_What the task asks_:
The answer must be a single number: the count of lines below that contain the string "println".
BEGIN Source data
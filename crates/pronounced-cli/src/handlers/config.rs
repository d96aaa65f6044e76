//! Config command handler.

use anyhow::Result;
use pronounced_core::{SPEECH_RATE_PRESETS, Settings, SettingsUpdate, env_file_path, persist_env_value};
use pronounced_gemini::API_KEY_ENV;

use crate::bootstrap::CliContext;
use crate::config_commands::ConfigCommand;
use crate::error::CliError;

/// Execute the config command.
pub async fn execute(ctx: &CliContext, command: ConfigCommand) -> Result<()> {
    match command {
        ConfigCommand::Show => show(ctx).await,
        ConfigCommand::Set {
            rate,
            muted,
            model,
            api_key,
        } => set(ctx, rate, muted, model, api_key).await,
        ConfigCommand::Reset => {
            ctx.app().settings().save(&Settings::with_defaults()).await?;
            println!("✓ Settings restored to defaults.");
            Ok(())
        }
    }
}

fn presets() -> String {
    SPEECH_RATE_PRESETS
        .iter()
        .map(ToString::to_string)
        .collect::<Vec<_>>()
        .join(", ")
}

async fn show(ctx: &CliContext) -> Result<()> {
    let settings = ctx.app().settings().get().await?;
    let key_state = if std::env::var(API_KEY_ENV).is_ok_and(|k| !k.trim().is_empty()) {
        "set"
    } else {
        "not set"
    };

    println!("Current settings:");
    println!(
        "  Speech rate:    {} (presets: {})",
        settings.effective_speech_rate(),
        presets()
    );
    println!(
        "  Muted:          {}",
        if settings.effective_muted() { "yes" } else { "no" }
    );
    println!("  Sentence model: {}", settings.effective_sentence_model());
    println!("  Gemini API key: {key_state} ({API_KEY_ENV})");
    Ok(())
}

fn build_update(rate: Option<f32>, muted: Option<bool>, model: Option<String>) -> SettingsUpdate {
    SettingsUpdate {
        speech_rate: rate.map(Some),
        muted: muted.map(Some),
        sentence_model: model.map(Some),
    }
}

async fn set(
    ctx: &CliContext,
    rate: Option<f32>,
    muted: Option<bool>,
    model: Option<String>,
    api_key: Option<String>,
) -> Result<()> {
    if rate.is_none() && muted.is_none() && model.is_none() && api_key.is_none() {
        return Err(CliError::Arguments(
            "Nothing to update. Pass --rate, --muted, --model or --api-key.".into(),
        )
        .into());
    }

    if let Some(key) = api_key {
        let key = key.trim();
        if key.is_empty() {
            return Err(CliError::Arguments("API key cannot be empty".into()).into());
        }
        persist_env_value(API_KEY_ENV, key)?;
        println!("✓ API key saved to {}", env_file_path()?.display());
    }

    let update = build_update(rate, muted, model);
    if update.speech_rate.is_some() || update.muted.is_some() || update.sentence_model.is_some() {
        let settings = ctx.app().settings().update(update).await?;
        println!(
            "✓ Settings updated: rate {}, {}, model {}",
            settings.effective_speech_rate(),
            if settings.effective_muted() { "muted" } else { "unmuted" },
            settings.effective_sentence_model()
        );
    }
    Ok(())
}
END Source data
_Exercise response_:
8